Vellani's last statement is shockingly true. A 2015 "Healthcare Crime Survey," published by the International Healthcare Security and Safety Foundation (IHSSF), showed that violent crime rates in U.S. hospitals has risen from two incidents per 100 beds to 2.8 incidents per 100 beds between 2012 and 2014. But an overwhelming amount of that violence was categorized as Type 2, or patient-on-staff or visitor-on-staff violence. Seventy-nine percent of aggravated assaults and 90% of assaults were categorized as Type 2, according to the report.

The following is a list of high-risk areas that hospitals can focus on regarding workplace violence prevention:

  • Be aware of clinics: One emerging trend Vellani has seen recently is violence in outpatient clinics. With the Affordable Care Act, patients that were receiving care at the ED are now visiting clinics. A subset of those patients that caused problems in the ED are transferring that to the outpatient setting. "The most challenging thing about this is that historically, we've emphasized hospital security a lot, but not outpatient medical buildings or the physician's office," he says. "That's going to take a considerable amount of effort to assess the security needs of those off-campus facilities and obviously a considerable amount of money to upgrade their security systems or security practices."
  • Getting a seat at the table: Although security officers are often asked to respond to events, hospitals should take a more proactive approach to workplace violence, says Lisa Pryse Terry, CHPA, CPP, president of the healthcare security services division and chief of company police at ODS Security Solutions in Raleigh, North Carolina. That means getting a formal role as part of a workplace violence prevention program. "What I've seen over the past couple years is we're much more of a collaborative member at the table before these situations occur," she says. "We plan our response and plan when we know a certain patient has been admitted or is going to be admitted or coming back."
  • Targeting frequent flyers: Hospitals need to get better at flagging reccurring patients with a violent history. VA hospitals, for example, have a system in place so that if a patient has a violent episode at a hospital in Virginia, that will be noted in the system when he shows up to a facility in Houston.
  • Staff training: Security officers always receive de-escalation training, but it's equally important that clinicians are able to manage a potentially violent situation.

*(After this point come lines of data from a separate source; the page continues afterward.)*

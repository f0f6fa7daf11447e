use std::collections::VecDeque;

use tableau_core::{
    Backend, Color, HeadlessBackend, MouseButton, Picture, RawEvent, Result, Size, TextMetrics,
    Vec2,
};

/// Headless backend fed from a per-frame event script.
pub struct Scripted {
    inner: HeadlessBackend,
    script: VecDeque<Vec<RawEvent>>,
}

impl Scripted {
    pub fn new(inner: HeadlessBackend, script: impl IntoIterator<Item = Vec<RawEvent>>) -> Self {
        Self {
            inner,
            script: script.into_iter().collect(),
        }
    }

    /// Clicks at the pointer every `period` frames, then quits after
    /// `frames` frames.
    pub fn clicking(inner: HeadlessBackend, period: usize, frames: usize) -> Self {
        let script = (0..frames).map(|f| match f % period {
            _ if f + 1 == frames => vec![RawEvent::Quit],
            p if p == period - 2 => vec![RawEvent::MouseDown(MouseButton::Primary)],
            p if p == period - 1 => vec![RawEvent::MouseUp(MouseButton::Primary)],
            _ => Vec::new(),
        });
        Self::new(inner, script)
    }
}

impl TextMetrics for Scripted {
    fn text_size(&self, text: &str, px: u32) -> Size {
        self.inner.text_size(text, px)
    }
}

impl Backend for Scripted {
    fn size(&self) -> Size {
        self.inner.size()
    }

    fn pointer(&self) -> Vec2 {
        self.inner.pointer()
    }

    fn poll_events(&mut self) -> Vec<RawEvent> {
        for event in self.script.pop_front().unwrap_or_default() {
            self.inner.push(event);
        }
        self.inner.poll_events()
    }

    fn clear(&mut self, color: Color) {
        self.inner.clear(color);
    }

    fn draw(&mut self, picture: &Picture, at: Vec2) -> Result<()> {
        self.inner.draw(picture, at)
    }

    fn present(&mut self) -> Result<()> {
        let drawn = self.inner.drawn_count();
        log::trace!("present: {drawn} pictures");
        self.inner.present()
    }

    fn message_box(&mut self, title: &str, message: &str) {
        self.inner.message_box(title, message);
    }
}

"Everyone that comes in contact with a patient should have some sort of de-escalation and ongoing de-escalation training and certification each year," Terry says.

  • Evidence-based interventions: The next step in workplace violence prevention is narrowing down which interventions work and which ones do not. As a board member of IHSSF, Vellani says the organization has at least three papers planned this year that focus on evidence-based security interventions, and he expects the industry as a whole will begin to make that transition in order to better understand how to most effectively use their resources.

"Is there value in particular measures? Is there deterrence value in having a security officer sitting in the emergency department waiting room? Is de-escalation training reducing the number of injuries or assaults that occur? That's what's lacking in the industry," he says.